S1219 NRCS: Disconnect Recovery -- Dual System, A Disconnected written 13Jun01 ______

Problem Description

I have a dual system (AB). The A computer has disconnected because of network troubles or a power failure. How do I recover and remirror my system?

Comments and Workaround

The following steps outline, in a nutshell, how to recover from a disconnect of the A computer, after the system has been reconfigured to run single on B and all users are running off B.

1) Select the A computer ONLY the control console (probably the F2 or F3 key)

2) Become superuser (if you're not already)

3) Reboot the computer with the following :

init 6

(You may be prompted to enter a reason for the reboot, you can choose something like "administrative")

The computer will go through an automatic reboot and eventually wind up at the login prompt.

4) Login as "so" (system operator), you will be at a question mark-colon prompt

5) Become superuser

6) Since the database on the A computer is now out of mirror with the other server, it must be wiped clean before it can be reconnected to the other one. Initiate a diskclear on the A ONLY:

diskclear -

You will be prompted as to whether you wish to SAVE the database. The answer is No. You will then be asked if you are sure you want to clear it, the answer is Yes.

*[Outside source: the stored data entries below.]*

/*
 * // Copyright (c) Radzivon Bartoshyk 7/2025. All rights reserved.
 * //
 * // Redistribution and use in source and binary forms, with or without modification,
 * // are permitted provided that the following conditions are met:
 * //
 * // 1.  Redistributions of source code must retain the above copyright notice, this
 * // list of conditions and the following disclaimer.
 * //
 * // 2.  Redistributions in binary form must reproduce the above copyright notice,
 * // this list of conditions and the following disclaimer in the documentation
 * // and/or other materials provided with the distribution.
 * //
 * // 3.  Neither the name of the copyright holder nor the names of its
 * // contributors may be used to endorse or promote products derived from
 * // this software without specific prior written permission.
 * //
 * // THIS SOFTWARE IS PROVIDED BY THE COPYRIGHT HOLDERS AND CONTRIBUTORS "AS IS"
 * // AND ANY EXPRESS OR IMPLIED WARRANTIES, INCLUDING, BUT NOT LIMITED TO, THE
 * // IMPLIED WARRANTIES OF MERCHANTABILITY AND FITNESS FOR A PARTICULAR PURPOSE ARE
 * // DISCLAIMED. IN NO EVENT SHALL THE COPYRIGHT HOLDER OR CONTRIBUTORS BE LIABLE
 * // FOR ANY DIRECT, INDIRECT, INCIDENTAL, SPECIAL, EXEMPLARY, OR CONSEQUENTIAL
 * // DAMAGES (INCLUDING, BUT NOT LIMITED TO, PROCUREMENT OF SUBSTITUTE GOODS OR
 * // SERVICES; LOSS OF USE, DATA, OR PROFITS; OR BUSINESS INTERRUPTION) HOWEVER
 * // CAUSED AND ON ANY THEORY OF LIABILITY, WHETHER IN CONTRACT, STRICT LIABILITY,
 * // OR TORT (INCLUDING NEGLIGENCE OR OTHERWISE) ARISING IN ANY WAY OUT OF THE USE
 * // OF THIS SOFTWARE, EVEN IF ADVISED OF THE POSSIBILITY OF SUCH DAMAGE.
 */
use moxreal::{Approx, Bits, CReal, Dyadic};
use num_bigint::BigInt;
use num_rational::BigRational;
use num_traits::One;

fn dyadic_to_ratio(d: &Dyadic) -> BigRational {
    if d.s >= 0 {
        BigRational::from_integer(&d.m << (d.s as usize))
    } else {
        BigRational::new(d.m.clone(), BigInt::one() << ((-d.s) as usize))
    }
}

fn encloses(a: &Approx, r: &BigRational) -> bool {
    if a.is_bottom() {
        return true;
    }
    let lo = a.lower();
    let hi = a.upper();
    dyadic_to_ratio(lo.finite()) <= *r && *r <= dyadic_to_ratio(hi.finite())
}

fn ratio(p: i64, q: i64) -> BigRational {
    BigRational::new(BigInt::from(p), BigInt::from(q))
}

fn rpow(r: &BigRational, n: u32) -> BigRational {
    BigRational::new(r.numer().pow(n), r.denom().pow(n))
}

fn cr_int(i: i64) -> CReal {
    CReal::from_integer(i)
}

/// Rump's first ill-conditioned expression: double precision returns the
/// wrong sign, the computable real pins the value down exactly.
#[test]
fn rump_polynomial_with_catastrophic_cancellation() {
    let a = cr_int(77617);
    let b = cr_int(33096);
    let b2 = b.sqr();
    let b4 = b2.sqr();
    let a2 = a.sqr();
    let expr = &(&(&(&(&cr_int(21) * &b2) - &(&cr_int(2) * &a2))
        + &(&cr_int(55) * &b4))
        - &(&(&cr_int(10) * &a2) * &b2))
        + &(&a / &b.scale(1));
    let got = expr.require(100);
    assert!(encloses(&got, &ratio(-54767, 66192)), "got {}", got);
    let shown = expr.show_at(100);
    assert!(
        shown.starts_with("-0.827396059946821368"),
        "Invalid result {}",
        shown
    );
}

/// Rump's second example evaluated against the exact rational value.
#[test]
fn rump_second_polynomial() {
    let p = CReal::from_ratio(206987, 2048);
    let q = CReal::from_ratio(119504, 2048);
    let cr_pow = |x: &CReal, n: u32| -> CReal {
        let mut acc = cr_int(1);
        let mut base = x.clone();
        let mut n = n;
        while n > 0 {
            if n & 1 == 1 {
                acc = &acc * &base;
            }
            base = base.sqr();
            n >>= 1;
        }
        acc
    };
    let inner = &(&(&(&(&(&(&(&(&cr_pow(&p, 16) + &(&cr_int(6561) * &cr_pow(&q, 16)))
        - &(&cr_int(17496) * &(&cr_pow(&p, 2) * &cr_pow(&q, 14))))
        + &(&cr_int(20412) * &(&cr_pow(&p, 4) * &cr_pow(&q, 12))))
        - &(&cr_int(13608) * &(&cr_pow(&p, 6) * &cr_pow(&q, 10))))
        + &(&cr_int(5670) * &(&cr_pow(&p, 8) * &cr_pow(&q, 8))))
        - &(&cr_int(1512) * &(&cr_pow(&p, 10) * &cr_pow(&q, 6))))
        + &(&cr_int(252) * &(&cr_pow(&p, 12) * &cr_pow(&q, 4))))
        - &(&cr_int(24) * &(&cr_pow(&p, 14) * &cr_pow(&q, 2))));
    let r = &(&cr_pow(&p, 3) * inner) - &q;

    let pr = ratio(206987, 2048);
    let qr = ratio(119504, 2048);
    let exact = rpow(&pr, 3)
        * (rpow(&pr, 16) + ratio(6561, 1) * rpow(&qr, 16)
            - ratio(17496, 1) * rpow(&pr, 2) * rpow(&qr, 14)
            + ratio(20412, 1) * rpow(&pr, 4) * rpow(&qr, 12)
            - ratio(13608, 1) * rpow(&pr, 6) * rpow(&qr, 10)
            + ratio(5670, 1) * rpow(&pr, 8) * rpow(&qr, 8)
            - ratio(1512, 1) * rpow(&pr, 10) * rpow(&qr, 6)
            + ratio(252, 1) * rpow(&pr, 12) * rpow(&qr, 4)
            - ratio(24, 1) * rpow(&pr, 14) * rpow(&qr, 2))
        - qr;
    let got = r.require(200);
    assert!(!got.is_bottom());
    assert!(encloses(&got, &exact), "got {}", got);
}

const PI_300: &str = "1415926535897932384626433832795028841971693993751058209749445923\
0781640628620899862803482534211706798214808651328230664709384460\
9550582231725359408128481117450284102701938521105559644622948954\
9303819644288109756659334461284756482337867831652712019091456485\
66923460348610454326648213393607260249141273";

/// π to a thousand bits agrees with three hundred decimal digits.
#[test]
fn pi_to_three_hundred_digits() {
    let p = CReal::pi();
    let a = p.require(1000);
    assert!(a.precision() > Bits::Finite(1000));
    let shown = p.show_at(1000);
    assert!(shown.starts_with("3."), "Invalid result {}", shown);
    let digits: String = shown[2..].chars().take_while(|c| c.is_ascii_hexdigit()).collect();
    assert!(digits.len() >= 300, "only {} digits: {}", digits.len(), shown);
    assert_eq!(&digits[..300], PI_300);
}

/// `exp(log 2)` recovers 2 to the requested width.
#[test]
fn exp_log_round_trip() {
    let two = cr_int(2);
    let r = two.log().exp();
    let a = r.require(300);
    assert!(encloses(&a, &ratio(2, 1)), "got {}", a);
    assert!(a.precision() > Bits::Finite(290));
}

/// `sin π` straddles zero and `cos π` reaches −1.
#[test]
fn trig_at_pi() {
    let s = CReal::pi().sin().require(200);
    assert!(encloses(&s, &ratio(0, 1)), "got {}", s);
    let c = CReal::pi().cos().require(200);
    assert!(encloses(&c, &ratio(-1, 1)), "got {}", c);
}

/// The documented rendering of the unit interval around one.
#[test]
fn unit_uncertainty_prints_with_tilde() {
    let a = Approx::Finite {
        mb: 10,
        m: BigInt::one(),
        e: BigInt::one(),
        s: 0,
    };
    assert_eq!(a.to_string(), "1.~");
}

/// `tan(atan x)` stays consistent with the double it started from.
#[test]
fn tan_atan_round_trip() {
    let x = CReal::from_double(-0.2939788524332769);
    let direct = x.require(10);
    let round = x.atan().tan().require(10);
    assert!(direct.consistent_a(&round), "{} vs {}", direct, round);
}

/// Bottom absorbs through every lifted operation.
#[test]
fn bottom_propagates_through_expressions() {
    let bad = CReal::from_double(f64::NAN);
    let combos = [
        &bad + &CReal::pi(),
        &CReal::pi() * &bad,
        &cr_int(1) - &bad,
        bad.sqrt(),
        bad.exp(),
        bad.sin(),
        bad.atan(),
    ];
    for c in combos {
        assert!(c.require(10).is_bottom());
    }
}

/// Associativity, commutativity and distributivity hold up to
/// consistency at every resource level.
#[test]
fn field_laws_up_to_enclosure() {
    let a = CReal::from_ratio(1, 3);
    let b = cr_int(2).sqrt();
    let c = CReal::pi();
    let assoc_l = &(&a + &b) + &c;
    let assoc_r = &a + &(&b + &c);
    let comm_l = &a * &b;
    let comm_r = &b * &a;
    let dist_l = &a * &(&b + &c);
    let dist_r = &(&a * &b) + &(&a * &c);
    for k in 0..5 {
        assert!(assoc_l.approximation(k).consistent_a(&assoc_r.approximation(k)));
        assert!(comm_l.approximation(k).consistent_a(&comm_r.approximation(k)));
        assert!(dist_l.approximation(k).consistent_a(&dist_r.approximation(k)));
    }
}

/// The transcendental identities of the suite all contain zero.
#[test]
fn transcendental_identities_contain_zero() {
    let zero = ratio(0, 1);
    let x = CReal::from_ratio(7, 5);
    let pyth = &(&x.sin().sqr() + &x.cos().sqr()) - &cr_int(1);
    assert!(encloses(&pyth.require(60), &zero));
    let three = cr_int(3);
    let el = &three.log().exp() - &three;
    assert!(encloses(&el.require(60), &zero));
    let two = cr_int(2);
    let le = &two.exp().log() - &two;
    assert!(encloses(&le.require(60), &zero));
    let one = cr_int(1);
    let at = &one.tan().atan() - &one;
    assert!(encloses(&at.require(60), &zero));
}

/// Deeper requests refine without ever contradicting shallower ones.
#[test]
fn refinement_is_consistent_across_depths() {
    let x = &cr_int(10).sqrt() * &CReal::pi();
    let shallow = x.require(40);
    let deep = x.require(400);
    assert!(shallow.consistent_a(&deep));
    assert!(deep.precision() > Bits::Finite(400));
    assert!(shallow.better(&Approx::Bottom));
}

/// Round trip through a power-of-two rational is exact containment at
/// every depth.
#[test]
fn power_of_two_rational_round_trip() {
    let r = ratio(-13, 64);
    let x = CReal::from_ratio(-13, 64);
    for d in [10i64, 50, 150, 400] {
        let a = x.require(d);
        assert!(encloses(&a, &r), "depth {} got {}", d, a);
    }
}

The diskclear will a series of dots and numbers until the entire disk is cleared. This may take 30-60 minutes or so. Once the diskclear completes, you can proceed with the recovery process.

7) Select BOTH A and B on the console

8) Reconnect them to each other with the following command on both:

reconnect a master=b =ab

It will take a moment and then A will get it's normal, named prompt.

9) Select the A computer ONLY

10) Kick off a slow on A to the database back over to the diskcleared machine:

diskcopy -s

The diskcopy will run in the background as users continue working off B unaffected. It will probably take a number of hours to complete and will pop progress messages to the console as it goes.

The "status" command on A will report that the disk status is UNKNOWN. The disk status on A will stay unknown until the diskcopy completes, at which it will change to OK.

Once it wraps up, the only step left to get every back to full normalcy is to "split the load" and get the A devices, sessions, servers ("processes") running back on the A machine since all the processes are currently running off the B computer.

The EASIEST way to split the load is to wait until the diskcopy is done and then schedule a time when the users can be popped off and all devices stopped. This can be done tomorrow, or whenever convenient. Here are the steps:

11) Wait for the diskcopy to complete

12) Check the status on all computers:

status

They should all agree that:

System is AB

Indicating they are still connected to each other and operating as a dual system. Both should report that Disk Status is OK .

13) Select the B computer ONLY (following steps 14 through are all run on B)

14) Become superuser if your prompt does not already end in a pound sign

15) Take the system offline to prevent new logins:

offline

16) Let the users know it's going down with a broadcast:

broadcast System maintenance in 30 seconds. Logout IMMEDIATELY!

17) Log the users out:

logout all

18) Stop all the devices:

stop all

19) Reconfigure the system with the following command:

configure

Wait until you see the "system being configured" messages.

20) Restart all the devices on B:

restart all

21) place B back online:

online

You can hit a return at any time to test for the prompt on B to see if you can put it online. Once you see the Hot-to-go messages scrolling, the prompt should be there.

22) Select the diskcleared/diskcopied machine ONLY (the A computer ONLY)

23) Startup the A computer:

startup

The A has not been started up since it came up from it's reboot. This will restart all the devices on A and place it online.

That's it, you're back to normal.

While it is not strictly necessary to logout everyone and stop everything at steps 17 and 18 since you merely need to logout and stop the A computer's processes, it is usually quicker on a very large system to get everyone off and stop all the devices rather than taking the time to hunt and peck just the A processes off of B.